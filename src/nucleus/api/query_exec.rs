use std::sync::{Arc, RwLock};

use uuid::Uuid;

use flexstr::{SharedStr as FlexStr, ToSharedStr};

use crate::api::query::{ExploreQuery, ExportQuery};
use crate::api::result::{ExploreApiResult, PlotPayload, QueryError};
use crate::conditions;
use crate::data_types::{Gene, GeneCollection, IdAnalysisMap, NameCollectionMap};
use crate::directory::{AmbiguousToken, GeneDirectory, GeneLookupError, ResolutionReport};
use crate::ledger::UsageLedger;
use crate::matrix::{ExpressionMatrix, MatrixLoader};
use crate::normalize::{NormalizationOptions, normalize};
use crate::site_db::SiteDB;
use crate::tier::{ClassifiedGenes, RESEARCHER_TIER_NAME, TierPolicy};
use crate::types::{AnalysisId, CollectionName, DfKey, ReplicateColumn, UserId};

/// Runs orchestrated queries: gene resolution, tier filtering, ledger
/// recording, condition expansion, matrix load, normalization and shaping,
/// in that order.  All collaborators are passed in explicitly; the
/// collection snapshot and the tier policy derived from it are reloaded
/// from the site database after collection edits.
pub struct QueryExec {
    directory: Arc<GeneDirectory>,
    site_db: Arc<SiteDB>,
    ledger: UsageLedger,
    matrix_loader: MatrixLoader,
    analyses: IdAnalysisMap,
    collections: RwLock<NameCollectionMap>,
    tier_policy: RwLock<TierPolicy>,
}

impl QueryExec {
    pub fn new(directory: Arc<GeneDirectory>,
               site_db: Arc<SiteDB>,
               matrix_loader: MatrixLoader)
        -> anyhow::Result<QueryExec>
    {
        let ledger = UsageLedger::new(site_db.clone());
        let analyses = site_db.load_analyses()?;
        let collections = site_db.load_collections()?;
        let tier_policy = TierPolicy::from_collections(&collections);

        Ok(QueryExec {
            directory,
            site_db,
            ledger,
            matrix_loader,
            analyses,
            collections: RwLock::new(collections),
            tier_policy: RwLock::new(tier_policy),
        })
    }

    pub fn get_directory(&self) -> &GeneDirectory {
        &self.directory
    }

    pub fn get_analyses(&self) -> &IdAnalysisMap {
        &self.analyses
    }

    pub fn get_ledger(&self) -> &UsageLedger {
        &self.ledger
    }

    /// Re-read collections from the site database and rebuild the tier
    /// policy, after a collection was created, edited or deleted.
    pub fn reload_collections(&self) -> anyhow::Result<()> {
        let collections = self.site_db.load_collections()?;

        *self.tier_policy.write().unwrap() =
            TierPolicy::from_collections(&collections);
        *self.collections.write().unwrap() = collections;

        Ok(())
    }

    pub fn collection(&self, collection_name: &CollectionName) -> Option<GeneCollection> {
        self.collections.read().unwrap().get(collection_name).cloned()
    }

    pub fn visible_collections(&self, user: &UserId) -> Vec<GeneCollection> {
        let mut visible: Vec<GeneCollection> =
            self.collections.read().unwrap()
            .values()
            .filter(|collection| collection.visible_to(user))
            .cloned()
            .collect();

        visible.sort_by(|a, b| a.collection_name.cmp(&b.collection_name));

        visible
    }

    pub fn store_collection(&self, collection: &GeneCollection) -> anyhow::Result<()> {
        self.site_db.store_collection(collection)?;
        self.reload_collections()
    }

    pub fn delete_collection(&self, collection_name: &CollectionName) -> anyhow::Result<()> {
        self.site_db.delete_collection(collection_name)?;
        self.reload_collections()
    }

    /// Resolve a mixed token list: composite "{accession}_{symbol}" tokens
    /// go through the df_key lookup, everything else through the
    /// symbol/accession lookup.  All failures are aggregated into one
    /// report; nothing is selected unless every token resolves.
    pub fn resolve_selection(&self, tokens: &[FlexStr])
        -> Result<Vec<Gene>, ResolutionReport>
    {
        let mut resolved = vec![];
        let mut report = ResolutionReport::default();

        for token in tokens {
            let lookup_result =
                if token.contains('_') {
                    self.directory.resolve_by_df_key(token)
                } else {
                    self.directory.resolve_one(token)
                };

            match lookup_result {
                Ok(gene) => resolved.push(gene),
                Err(GeneLookupError::NotFound { token }) =>
                    report.unknown_tokens.push(token),
                Err(GeneLookupError::Ambiguous { token, candidates }) =>
                    report.ambiguous_tokens.push(AmbiguousToken { token, candidates }),
            }
        }

        if report.is_empty() {
            Ok(resolved)
        } else {
            Err(report)
        }
    }

    fn selection_tokens(&self, user: &UserId,
                        gene_tokens: &[FlexStr],
                        gene_collection: &Option<CollectionName>)
        -> Result<Vec<FlexStr>, QueryError>
    {
        if let Some(collection_name) = gene_collection {
            let Some(collection) = self.collection(collection_name)
            else {
                return Err(QueryError::UnknownCollection(collection_name.clone()));
            };

            if !collection.visible_to(user) {
                return Err(QueryError::UnknownCollection(collection_name.clone()));
            }

            Ok(collection.included_genes.iter().cloned().collect())
        } else {
            Ok(gene_tokens.to_vec())
        }
    }

    /// The tier-fixed normalization policy: Researchers may ask for
    /// explicit flags (defaulting to no transform), everyone else gets the
    /// identity for a single-gene view and a forced z-score for the
    /// multi-gene heatmap view.
    fn applied_normalization(tier_name: &FlexStr,
                             requested: Option<NormalizationOptions>,
                             accessible_count: usize)
        -> NormalizationOptions
    {
        if tier_name.as_str() == RESEARCHER_TIER_NAME {
            requested.unwrap_or_else(NormalizationOptions::identity)
        } else if accessible_count > 1 {
            NormalizationOptions::z_score()
        } else {
            NormalizationOptions::identity()
        }
    }

    fn shape_payload(matrix: &ExpressionMatrix,
                     accessible: &[Gene],
                     columns: &[ReplicateColumn])
        -> Result<PlotPayload, QueryError>
    {
        if accessible.is_empty() {
            return Ok(PlotPayload::Empty);
        }

        let row_keys: Vec<DfKey> = accessible.iter().map(Gene::df_key).collect();
        let sliced = matrix.slice(&row_keys, columns)?;

        if let [only_key] = row_keys.as_slice() {
            let values = sliced.row(only_key)
                .expect("sliced matrix contains the requested row")
                .to_vec();

            return Ok(PlotPayload::Series {
                gene: only_key.clone(),
                conditions: columns.to_vec(),
                values,
            });
        }

        let matrix_rows: Vec<Vec<f64>> =
            row_keys.iter()
            .map(|df_key| {
                sliced.row(df_key)
                    .expect("sliced matrix contains the requested row")
                    .to_vec()
            })
            .collect();

        Ok(PlotPayload::Heatmap {
            genes: row_keys,
            conditions: columns.to_vec(),
            matrix: matrix_rows,
        })
    }

    /// Execute an explore query end to end.  Gene resolution failures stop
    /// the query before any ledger or matrix work; a denied-only selection
    /// is a valid empty outcome, not a failure.
    pub async fn explore(&self, analysis_id: AnalysisId, query: &ExploreQuery)
        -> Result<ExploreApiResult, QueryError>
    {
        let Some(analysis) = self.analyses.get(&analysis_id)
        else {
            return Err(QueryError::UnknownAnalysis(analysis_id));
        };

        let provisioned = self.ledger.ensure_provisioned(&query.user)?;
        let tier_name = provisioned.user_tier.tier.name.clone();

        let tokens =
            self.selection_tokens(&query.user, &query.gene_tokens,
                                  &query.gene_collection)?;

        let genes = self.resolve_selection(&tokens)
            .map_err(QueryError::GeneResolution)?;

        let ClassifiedGenes { accessible, denied } =
            self.tier_policy.read().unwrap().classify(&genes, &tier_name);

        // denied genes are surfaced to the caller but never recorded
        let record_outcome = self.ledger.record(&query.user, &accessible);

        let mut expanded =
            conditions::expand(&query.conditions, &analysis.conditions);

        if expanded.is_empty() {
            return Err(QueryError::NoMatchingConditions);
        }

        conditions::sort_for_display(&mut expanded);

        let mut matrix =
            self.matrix_loader.load(&analysis.file_path).await?;

        let applied_normalization =
            Self::applied_normalization(&tier_name, query.normalization,
                                        accessible.len());

        normalize(&mut matrix, &applied_normalization);

        let payload = Self::shape_payload(&matrix, &accessible, &expanded)?;

        let ledger_gene_count =
            provisioned.request.gene_count() + record_outcome.added.len();
        let usage_percentage =
            100.0 * ledger_gene_count as f64
                / provisioned.user_tier.tier.max_genes as f64;

        Ok(ExploreApiResult {
            id: Uuid::new_v4().to_string().to_shared_str(),
            status: "ok".to_shared_str(),
            payload,
            accessible_genes: accessible.iter().map(Gene::df_key).collect(),
            denied_genes: denied.iter().map(Gene::df_key).collect(),
            added_genes: record_outcome.added,
            skipped_genes: record_outcome.skipped,
            applied_normalization,
            usage_percentage,
        })
    }

    /// Produce the replicate-averaged CSV export for the accessible part of
    /// a selection.  No normalization is applied and the ledger is left
    /// untouched: only explore queries feed the usage record.
    pub async fn export_csv(&self, analysis_id: AnalysisId, query: &ExportQuery)
        -> Result<String, QueryError>
    {
        let Some(analysis) = self.analyses.get(&analysis_id)
        else {
            return Err(QueryError::UnknownAnalysis(analysis_id));
        };

        let provisioned = self.ledger.ensure_provisioned(&query.user)?;
        let tier_name = provisioned.user_tier.tier.name.clone();

        let tokens =
            self.selection_tokens(&query.user, &query.gene_tokens,
                                  &query.gene_collection)?;

        let genes = self.resolve_selection(&tokens)
            .map_err(QueryError::GeneResolution)?;

        let ClassifiedGenes { accessible, .. } =
            self.tier_policy.read().unwrap().classify(&genes, &tier_name);

        let expanded =
            conditions::expand(&query.conditions, &analysis.conditions);

        if expanded.is_empty() {
            return Err(QueryError::NoMatchingConditions);
        }

        let mut matrix =
            self.matrix_loader.load(&analysis.file_path).await?;

        // identity transform, but missing values still become 0.0
        normalize(&mut matrix, &NormalizationOptions::identity());

        let row_keys: Vec<DfKey> = accessible.iter().map(Gene::df_key).collect();
        let sliced = matrix.slice(&row_keys, &expanded)?;

        let groups = conditions::group_for_averaging(&expanded);
        let averaged = sliced.averaged_by_group(&groups)?;

        let mut csv_writer = csv::Writer::from_writer(vec![]);

        let mut header = vec!["Gene".to_owned()];
        header.extend(averaged.columns().iter().map(|column| column.to_string()));
        csv_writer.write_record(&header)
            .map_err(|err| QueryError::Internal(err.to_string().into()))?;

        for df_key in &row_keys {
            let row_values = averaged.row(df_key)
                .expect("averaged matrix keeps the sliced rows");

            let mut record = vec![df_key.to_string()];
            record.extend(row_values.iter().map(|value| value.to_string()));
            csv_writer.write_record(&record)
                .map_err(|err| QueryError::Internal(err.to_string().into()))?;
        }

        let bytes = csv_writer.into_inner()
            .map_err(|err| QueryError::Internal(err.to_string().into()))?;

        String::from_utf8(bytes)
            .map_err(|err| QueryError::Internal(err.to_string().into()))
    }
}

### WHAT NEEDS TO BE DONE
Exactly the lines above from the one with "matrix_loader: MatrixLoader)" to the one with "let tier_policy = TierPolicy::from_collections(&collections);", both included, are to be quoted; leave the rest out.

### YOUR RESPONSE
               matrix_loader: MatrixLoader)
        -> anyhow::Result<QueryExec>
    {
        let ledger = UsageLedger::new(site_db.clone());
        let analyses = site_db.load_analyses()?;
        let collections = site_db.load_collections()?;
        let tier_policy = TierPolicy::from_collections(&collections);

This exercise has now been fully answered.